L’Amazonie et la jungle du Congo souffrent des nouvelles sécheresses, les forêts tempérées en portent les traces aussi et de nombreux arbres sont malades, d’immenses feux de forêt ont touché la Sibérie, l’Australie, maintenant le Chili.

Les sols perdent du carbone notamment en conséquences de sécheresses, s’érodent, et la poussière s’accumule dans l’atmosphère.  Le pergélisol fond et émet des gaz à effet de serre. Les tourbières sont des grands réservoirs de carbone et je crois que seule une gestion humaine pourrait les sauver.

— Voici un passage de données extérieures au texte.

//! Per-frame lighting uniform shared by the mesh and sprite shaders.

use cgmath::SquareMatrix;

use crate::{
    config::FogConfig,
    data_structures::light::{LightKind, WorldLight},
};

pub const MAX_DIRECTIONAL_LIGHTS: usize = 4;
pub const MAX_POINT_LIGHTS: usize = 8;

#[repr(C)]
#[derive(Debug, Copy, Clone, Default, PartialEq, bytemuck::Pod, bytemuck::Zeroable)]
pub struct DirectionalLightRaw {
    /// Direction towards the light; `w` is 1 for the shadow caster.
    pub direction: [f32; 4],
    /// Colour premultiplied by intensity.
    pub colour: [f32; 4],
}

#[repr(C)]
#[derive(Debug, Copy, Clone, Default, PartialEq, bytemuck::Pod, bytemuck::Zeroable)]
pub struct PointLightRaw {
    /// World position; `w` is the cut-off distance, 0 for none.
    pub position: [f32; 4],
    /// Colour premultiplied by intensity; `w` is the decay exponent.
    pub colour: [f32; 4],
}

#[repr(C)]
#[derive(Debug, Copy, Clone, bytemuck::Pod, bytemuck::Zeroable)]
pub struct LightsUniform {
    pub ambient: [f32; 4],
    pub fog_colour: [f32; 4],
    /// `(fog near, fog far, shadow bias, shadow enabled)`
    pub fog_shadow: [f32; 4],
    /// `(directional count, point count, 0, 0)`
    pub counts: [u32; 4],
    pub light_view_proj: [[f32; 4]; 4],
    pub directional: [DirectionalLightRaw; MAX_DIRECTIONAL_LIGHTS],
    pub point: [PointLightRaw; MAX_POINT_LIGHTS],
}

fn scaled(colour: [f32; 3], intensity: f32, w: f32) -> [f32; 4] {
    [
        colour[0] * intensity,
        colour[1] * intensity,
        colour[2] * intensity,
        w,
    ]
}

impl LightsUniform {
    /// Packs the visible lights. Spot lights are treated as point lights;
    /// lights beyond the per-kind limits are dropped.
    pub fn new(
        ambient: [f32; 4],
        ambient_intensity: f32,
        fog_colour: [f32; 4],
        fog: &FogConfig,
        lights: &[WorldLight],
    ) -> Self {
        let mut uniform: Self = bytemuck::Zeroable::zeroed();
        uniform.ambient = scaled([ambient[0], ambient[1], ambient[2]], ambient_intensity, 1.0);
        uniform.fog_colour = fog_colour;
        uniform.fog_shadow = [fog.near, fog.far, 0.0, 0.0];
        uniform.light_view_proj = cgmath::Matrix4::identity().into();

        let (mut directional, mut point) = (0usize, 0usize);
        for world in lights {
            let light = &world.light;
            match light.kind {
                LightKind::Directional => {
                    if directional == MAX_DIRECTIONAL_LIGHTS {
                        log::debug!("Directional light {} exceeds the limit", light.name);
                        continue;
                    }
                    let towards = -world.direction;
                    uniform.directional[directional] = DirectionalLightRaw {
                        direction: [towards.x, towards.y, towards.z, 0.0],
                        colour: scaled(light.colour, light.intensity, 0.0),
                    };
                    directional += 1;
                }
                LightKind::Point | LightKind::Spot => {
                    if point == MAX_POINT_LIGHTS {
                        log::debug!("Point light {} exceeds the limit", light.name);
                        continue;
                    }
                    let p = world.position;
                    uniform.point[point] = PointLightRaw {
                        position: [p.x, p.y, p.z, light.distance],
                        colour: scaled(light.colour, light.intensity, light.decay),
                    };
                    point += 1;
                }
            }
        }
        uniform.counts = [directional as u32, point as u32, 0, 0];
        uniform
    }

    /// Enables the shadow lookup for the directional light at `index`.
    pub fn set_shadow(&mut self, index: usize, light_view_proj: cgmath::Matrix4<f32>, bias: f32) {
        if let Some(light) = self.directional.get_mut(index) {
            light.direction[3] = 1.0;
        }
        self.light_view_proj = light_view_proj.into();
        self.fog_shadow[2] = bias;
        self.fog_shadow[3] = 1.0;
    }
}
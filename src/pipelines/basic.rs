use crate::data_structures::{
    instance::InstanceRaw,
    model::{self, Vertex},
    texture::Texture,
};

/// Group 1 of the mesh pipeline: base colour texture, its sampler and the material factors.
pub fn material_layout(device: &wgpu::Device) -> wgpu::BindGroupLayout {
    device.create_bind_group_layout(&wgpu::BindGroupLayoutDescriptor {
        entries: &[
            wgpu::BindGroupLayoutEntry {
                binding: 0,
                visibility: wgpu::ShaderStages::FRAGMENT,
                ty: wgpu::BindingType::Texture {
                    multisampled: false,
                    view_dimension: wgpu::TextureViewDimension::D2,
                    sample_type: wgpu::TextureSampleType::Float { filterable: true },
                },
                count: None,
            },
            wgpu::BindGroupLayoutEntry {
                binding: 1,
                visibility: wgpu::ShaderStages::FRAGMENT,
                ty: wgpu::BindingType::Sampler(wgpu::SamplerBindingType::Filtering),
                count: None,
            },
            wgpu::BindGroupLayoutEntry {
                binding: 2,
                visibility: wgpu::ShaderStages::FRAGMENT,
                ty: wgpu::BindingType::Buffer {
                    ty: wgpu::BufferBindingType::Uniform,
                    has_dynamic_offset: false,
                    min_binding_size: None,
                },
                count: None,
            },
        ],
        label: Some("material_bind_group_layout"),
    })
}

/// Lit, shadowed and fogged meshes.
///
/// Blender exports plenty of single-sided planes that are meant to be seen
/// from both sides, so nothing is culled.
pub fn mk_mesh_pipeline(
    device: &wgpu::Device,
    config: &wgpu::SurfaceConfiguration,
    frame_layout: &wgpu::BindGroupLayout,
    material_layout: &wgpu::BindGroupLayout,
) -> wgpu::RenderPipeline {
    let layout = device.create_pipeline_layout(&wgpu::PipelineLayoutDescriptor {
        label: Some("Mesh Pipeline Layout"),
        bind_group_layouts: &[frame_layout, material_layout],
        ..Default::default()
    });

    let shader = wgpu::ShaderModuleDescriptor {
        label: Some("Mesh Shader"),
        source: wgpu::ShaderSource::Wgsl(include_str!("mesh.wgsl").into()),
    };

    mk_render_pipeline(
        device,
        "Mesh Pipeline",
        &layout,
        config.format,
        Some(wgpu::BlendState::REPLACE),
        Some(depth_state(true, wgpu::CompareFunction::Less)),
        None,
        &[model::ModelVertex::desc(), InstanceRaw::desc()],
        shader,
    )
}

pub fn depth_state(write: bool, compare: wgpu::CompareFunction) -> wgpu::DepthStencilState {
    wgpu::DepthStencilState {
        format: Texture::DEPTH_FORMAT,
        depth_write_enabled: write,
        depth_compare: compare,
        stencil: wgpu::StencilState::default(),
        bias: wgpu::DepthBiasState::default(),
    }
}

#[allow(clippy::too_many_arguments)]
pub fn mk_render_pipeline(
    device: &wgpu::Device,
    label: &str,
    layout: &wgpu::PipelineLayout,
    color_format: wgpu::TextureFormat,
    blend: Option<wgpu::BlendState>,
    depth_stencil: Option<wgpu::DepthStencilState>,
    cull_mode: Option<wgpu::Face>,
    vertex_layouts: &[wgpu::VertexBufferLayout],
    shader: wgpu::ShaderModuleDescriptor,
) -> wgpu::RenderPipeline {
    let shader = device.create_shader_module(shader);

    device.create_render_pipeline(&wgpu::RenderPipelineDescriptor {
        cache: None,
        label: Some(label),
        layout: Some(layout),
        vertex: wgpu::VertexState {
            module: &shader,
            entry_point: Some("vs_main"),
            buffers: vertex_layouts,
            compilation_options: Default::default(),
        },
        fragment: Some(wgpu::FragmentState {
            module: &shader,
            entry_point: Some("fs_main"),
            targets: &[Some(wgpu::ColorTargetState {
                format: color_format,
                blend,
                write_mask: wgpu::ColorWrites::ALL,
            })],
            compilation_options: Default::default(),
        }),
        primitive: wgpu::PrimitiveState {
            topology: wgpu::PrimitiveTopology::TriangleList,
            strip_index_format: None,
            front_face: wgpu::FrontFace::Ccw,
            cull_mode,
            polygon_mode: wgpu::PolygonMode::Fill,
            unclipped_depth: false,
            conservative: false,
        },
        depth_stencil,
        multisample: wgpu::MultisampleState {
            count: 1,
            mask: !0,
            alpha_to_coverage_enabled: false,
        },
        multiview: None,
    })
}
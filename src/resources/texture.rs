use anyhow::Context;
use image::RgbaImage;

/// Directory relative paths resolve against in the native preview.
#[cfg(not(target_arch = "wasm32"))]
pub const ASSET_ROOT: &str = "./assets";

pub fn is_remote(file_name: &str) -> bool {
    file_name.starts_with("http://") || file_name.starts_with("https://")
}

#[cfg(target_arch = "wasm32")]
fn format_url(file_name: &str) -> anyhow::Result<reqwest::Url> {
    let window = web_sys::window().context("no window")?;
    let origin = window
        .location()
        .origin()
        .map_err(|_| anyhow::anyhow!("page origin is not readable"))?;
    let base = reqwest::Url::parse(&format!("{}/", origin))?;
    Ok(base.join(file_name)?)
}

async fn fetch(url: reqwest::Url) -> anyhow::Result<Vec<u8>> {
    let response = reqwest::get(url.clone())
        .await
        .with_context(|| format!("requesting {url}"))?
        .error_for_status()?;
    Ok(response.bytes().await?.to_vec())
}

/// Loads a file by path or URL.
///
/// `http(s)` URLs are fetched on every platform. Other paths resolve against the
/// page origin in the browser and against [`ASSET_ROOT`] natively, so
/// `/portfolio/scene.glb` is served from the same place on both.
pub async fn load_binary(file_name: &str) -> anyhow::Result<Vec<u8>> {
    if is_remote(file_name) {
        let url = reqwest::Url::parse(file_name)?;
        return fetch(url).await;
    }

    #[cfg(target_arch = "wasm32")]
    let data = fetch(format_url(file_name)?).await?;

    #[cfg(not(target_arch = "wasm32"))]
    let data = {
        let path = std::path::Path::new(ASSET_ROOT).join(file_name.trim_start_matches('/'));
        tokio::fs::read(&path)
            .await
            .with_context(|| format!("reading {}", path.display()))?
    };

    Ok(data)
}

/// Decodes a raster image (PNG, JPEG, ...) into RGBA.
pub fn decode_image(bytes: &[u8]) -> anyhow::Result<RgbaImage> {
    Ok(image::load_from_memory(bytes)?.to_rgba8())
}

#[cfg(test)]
mod tests {
    use super::*;

    #[test]
    fn remote_detection() {
        assert!(is_remote("https://cdn.jsdelivr.net/gh/devicons/x.svg"));
        assert!(!is_remote("/portfolio/koguchi_asset_portfolio.glb"));
    }

    #[test]
    fn decodes_png_bytes() {
        let mut bytes = Vec::new();
        let img = RgbaImage::from_pixel(2, 3, image::Rgba([10, 20, 30, 255]));
        img.write_to(&mut std::io::Cursor::new(&mut bytes), image::ImageFormat::Png)
            .unwrap();
        let decoded = decode_image(&bytes).unwrap();
        assert_eq!(decoded.dimensions(), (2, 3));
        assert_eq!(decoded.get_pixel(1, 2), &image::Rgba([10, 20, 30, 255]));
    }

    #[test]
    fn garbage_is_an_error() {
        assert!(decode_image(b"definitely not an image").is_err());
    }
}
//! Node transforms and their per-instance GPU layout.
//!
//! Every scene node carries a local and a world [`Instance`]. World transforms are
//! composed parent-first with `*`, and each drawn mesh gets its world transform
//! uploaded as an [`InstanceRaw`].

use std::ops::Mul;

use cgmath::One;

use crate::data_structures::model;

/// Translation, rotation (as quaternion) and scale of a node.
#[derive(Clone, Debug, PartialEq)]
pub struct Instance {
    pub position: cgmath::Vector3<f32>,
    pub rotation: cgmath::Quaternion<f32>,
    pub scale: cgmath::Vector3<f32>,
}

impl Instance {
    /// Identity transform.
    pub fn new() -> Self {
        Self {
            position: cgmath::Vector3::new(0.0, 0.0, 0.0),
            // `Quaternion::one()` is the identity quaternion (no rotation)
            rotation: cgmath::Quaternion::one(),
            scale: cgmath::Vector3::new(1.0, 1.0, 1.0),
        }
    }

    /// Builds a transform from glTF's decomposed `(translation, [x, y, z, w], scale)`.
    pub fn from_decomposed(decomposed: ([f32; 3], [f32; 4], [f32; 3])) -> Self {
        let (t, q, s) = decomposed;
        Self {
            position: t.into(),
            rotation: cgmath::Quaternion::new(q[3], q[0], q[1], q[2]),
            scale: s.into(),
        }
    }

    pub fn to_matrix(&self) -> cgmath::Matrix4<f32> {
        cgmath::Matrix4::from_translation(self.position)
            * cgmath::Matrix4::from(self.rotation)
            * cgmath::Matrix4::from_nonuniform_scale(self.scale.x, self.scale.y, self.scale.z)
    }

    pub fn to_raw(&self, receive_shadow: bool) -> InstanceRaw {
        InstanceRaw {
            model: self.to_matrix().into(),
            normal: cgmath::Matrix3::from(self.rotation).into(),
            receive_shadow: if receive_shadow { 1.0 } else { 0.0 },
        }
    }
}

impl<'a, 'b> Mul<&'b Instance> for &'a Instance {
    type Output = Instance;

    fn mul(self, rhs: &'b Instance) -> Self::Output {
        let new_rotation = self.rotation * rhs.rotation;

        let new_scale = cgmath::Vector3::new(
            self.scale.x * rhs.scale.x,
            self.scale.y * rhs.scale.y,
            self.scale.z * rhs.scale.z,
        );
        let scaled_rhs_pos = cgmath::Vector3::new(
            self.scale.x * rhs.position.x,
            self.scale.y * rhs.position.y,
            self.scale.z * rhs.position.z,
        );
        let new_position = self.position + (self.rotation * scaled_rhs_pos);

        Instance {
            position: new_position,
            rotation: new_rotation,
            scale: new_scale,
        }
    }
}

impl Mul<Instance> for Instance {
    type Output = Self;

    fn mul(self, rhs: Instance) -> Self::Output {
        &self * &rhs
    }
}

impl From<cgmath::Vector3<f32>> for Instance {
    fn from(position: cgmath::Vector3<f32>) -> Self {
        Instance {
            position,
            ..Default::default()
        }
    }
}

impl Default for Instance {
    fn default() -> Self {
        Self::new()
    }
}

/**
 * The raw instance is the actual data stored on the GPU
 */
#[repr(C)]
#[derive(Debug, Copy, Clone, bytemuck::Pod, bytemuck::Zeroable)]
pub struct InstanceRaw {
    model: [[f32; 4]; 4],
    normal: [[f32; 3]; 3],
    receive_shadow: f32,
}

/**
 * Stride layout: the model matrix as four vec4s, the normal matrix as three vec3s
 * and one float telling the fragment shader whether to sample the shadow map.
 */
impl model::Vertex for InstanceRaw {
    fn desc() -> wgpu::VertexBufferLayout<'static> {
        use std::mem;
        wgpu::VertexBufferLayout {
            array_stride: mem::size_of::<InstanceRaw>() as wgpu::BufferAddress,
            step_mode: wgpu::VertexStepMode::Instance,
            attributes: &[
                wgpu::VertexAttribute {
                    offset: 0,
                    shader_location: 5,
                    format: wgpu::VertexFormat::Float32x4,
                },
                wgpu::VertexAttribute {
                    offset: mem::size_of::<[f32; 4]>() as wgpu::BufferAddress,
                    shader_location: 6,
                    format: wgpu::VertexFormat::Float32x4,
                },
                wgpu::VertexAttribute {
                    offset: mem::size_of::<[f32; 8]>() as wgpu::BufferAddress,
                    shader_location: 7,
                    format: wgpu::VertexFormat::Float32x4,
                },
                wgpu::VertexAttribute {
                    offset: mem::size_of::<[f32; 12]>() as wgpu::BufferAddress,
                    shader_location: 8,
                    format: wgpu::VertexFormat::Float32x4,
                },
                wgpu::VertexAttribute {
                    offset: mem::size_of::<[f32; 16]>() as wgpu::BufferAddress,
                    shader_location: 9,
                    format: wgpu::VertexFormat::Float32x3,
                },
                wgpu::VertexAttribute {
                    offset: mem::size_of::<[f32; 19]>() as wgpu::BufferAddress,
                    shader_location: 10,
                    format: wgpu::VertexFormat::Float32x3,
                },
                wgpu::VertexAttribute {
                    offset: mem::size_of::<[f32; 22]>() as wgpu::BufferAddress,
                    shader_location: 11,
                    format: wgpu::VertexFormat::Float32x3,
                },
                wgpu::VertexAttribute {
                    offset: mem::size_of::<[f32; 25]>() as wgpu::BufferAddress,
                    shader_location: 12,
                    format: wgpu::VertexFormat::Float32,
                },
            ],
        }
    }
}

Le plancton capte le carbone et nourrit les habitants des océans. Il semble moins abondant dans les eaux tropicales mais se développe dans les eaux arctiques (mesures satellite). Il était récemment admis qu’il absorbait près du tiers du carbone atmosphérique, et un tiers était assimilé par les forêts, mais le plancton pourrait mieux supporter le réchauffement, et jouer un rôle essentiel dans le Futur.

Les  chercheurs alertent sur le fait que des nouvelles petites augmentations du réchauffement à court terme constituent un risque important, compte tenu des souffrances que nous subissons déjà à cause des catastrophes climatiques telles que les incendies de forêt « sans précédent », les tempêtes intenses, les inondations côtières, le dégel du pergélisol et les événements extrêmes.

Ils demandent donc une étude accrue des boucles de rétroaction, notamment biologiques, et un développement de la  collecte et de l’analyse de données de ces changements.  Ils suggèrent un nouveau rapport du GIEC sur ces sujets.  Ils aimeraient aussi disposer d’un modèle integrant le changements climatique, les boucles de rétroaction, l’effet de mesures de mitigation et des activités humaines.

Selon eux, si les pires risques posés par les boucles de rétroaction et les points de basculement ont été sous-estimés, l’avenir d’une planète Terre hospitalière pourrait être en jeu.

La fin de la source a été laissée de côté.